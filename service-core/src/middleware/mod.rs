pub mod metrics;
pub mod tracing;

use axum::{Router, body::Body, middleware::from_fn};
use tower_http::trace::TraceLayer;

/// Standard HTTP stack, outermost first: request id, trace span, metrics.
///
/// The request id is assigned before the span is created so every span
/// carries it.
pub fn with_http_layers<S>(router: Router<S>) -> Router<S>
where
    S: Clone + Send + Sync + 'static,
{
    router
        .layer(from_fn(metrics::metrics_middleware))
        .layer(TraceLayer::new_for_http().make_span_with(tracing::make_request_span::<Body>))
        .layer(from_fn(tracing::request_id_middleware))
}
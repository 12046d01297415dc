//! Matching delivered actions against outstanding local send requests.
//!
//! Each blocking `repl` (and state transfer request) registers a waiter
//! keyed by its action id. The delivery worker completes the waiter when the
//! node's own action comes back in the ordered stream; the request call then
//! returns the delivery's seqnos instead of the action going through the
//! receive queue.

use crate::error::Error;
use gcs_proto::types::{ActionId, Seqno};
use parking_lot::{Condvar, Mutex};
use std::collections::HashMap;
use std::sync::Arc;

/// Result of a completed blocking replication call.
#[derive(Debug, Clone, Copy, PartialEq, Eq)]
pub struct ReplTicket {
    pub size: usize,
    pub global_seqno: Seqno,
    pub local_seqno: Seqno,
}

/// Result of a completed state transfer request.
#[derive(Debug, Clone, Copy, PartialEq, Eq)]
pub struct StateTransfer {
    /// Index of the selected donor in the current configuration.
    pub donor_idx: u32,
    /// Order position of the request. The requester must not apply its own
    /// request and resumes applying at `local_seqno + 1` once the transfer
    /// completes.
    pub local_seqno: Seqno,
}

/// What a waiter is completed with.
#[derive(Debug, Clone, Copy, PartialEq, Eq)]
pub enum Completion {
    Ordered {
        global: Seqno,
        local: Seqno,
    },
    Donor {
        donor_idx: u32,
        global: Seqno,
        local: Seqno,
    },
}

enum WaitState {
    Pending,
    Done(Completion),
    Failed(Error),
}

pub struct Waiter {
    state: Mutex<WaitState>,
    cond: Condvar,
}

impl Waiter {
    fn new() -> Self {
        Waiter {
            state: Mutex::new(WaitState::Pending),
            cond: Condvar::new(),
        }
    }

    /// Blocks until the delivery worker settles this request.
    pub fn wait(&self) -> Result<Completion, Error> {
        let mut state = self.state.lock();
        loop {
            match &*state {
                WaitState::Pending => self.cond.wait(&mut state),
                WaitState::Done(completion) => return Ok(*completion),
                WaitState::Failed(err) => return Err(err.clone()),
            }
        }
    }

    fn settle(&self, outcome: Result<Completion, Error>) {
        let mut state = self.state.lock();
        if matches!(*state, WaitState::Pending) {
            *state = match outcome {
                Ok(completion) => WaitState::Done(completion),
                Err(err) => WaitState::Failed(err),
            };
            self.cond.notify_all();
        }
    }
}

/// The outstanding-send table.
#[derive(Default)]
pub struct SendTable {
    inner: Mutex<HashMap<ActionId, Arc<Waiter>>>,
}

impl SendTable {
    pub fn new() -> Self {
        SendTable::default()
    }

    pub fn register(&self, id: ActionId) -> Arc<Waiter> {
        let waiter = Arc::new(Waiter::new());
        self.inner.lock().insert(id, Arc::clone(&waiter));
        waiter
    }

    /// Removes a request that never made it onto the wire.
    pub fn unregister(&self, id: ActionId) {
        self.inner.lock().remove(&id);
    }

    /// Completes the waiter for `id`, if any. Returns whether one existed;
    /// `false` means the action was a plain `send` and belongs in the
    /// receive queue.
    pub fn complete(&self, id: ActionId, completion: Completion) -> bool {
        match self.inner.lock().remove(&id) {
            Some(waiter) => {
                waiter.settle(Ok(completion));
                true
            }
            None => false,
        }
    }

    pub fn fail(&self, id: ActionId, err: Error) -> bool {
        match self.inner.lock().remove(&id) {
            Some(waiter) => {
                waiter.settle(Err(err));
                true
            }
            None => false,
        }
    }

    /// Fails every outstanding request, e.g. on loss of the primary
    /// component or on close.
    pub fn fail_all(&self, err: Error) {
        for (_, waiter) in self.inner.lock().drain() {
            waiter.settle(Err(err.clone()));
        }
    }

    pub fn len(&self) -> usize {
        self.inner.lock().len()
    }
}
════════════════════
- [Exercise] Please show every line of the records that holds the word "outstanding".

- [Task solution]
//! Matching delivered actions against outstanding local send requests.
/// The outstanding-send table.
    /// Fails every outstanding request, e.g. on loss of the primary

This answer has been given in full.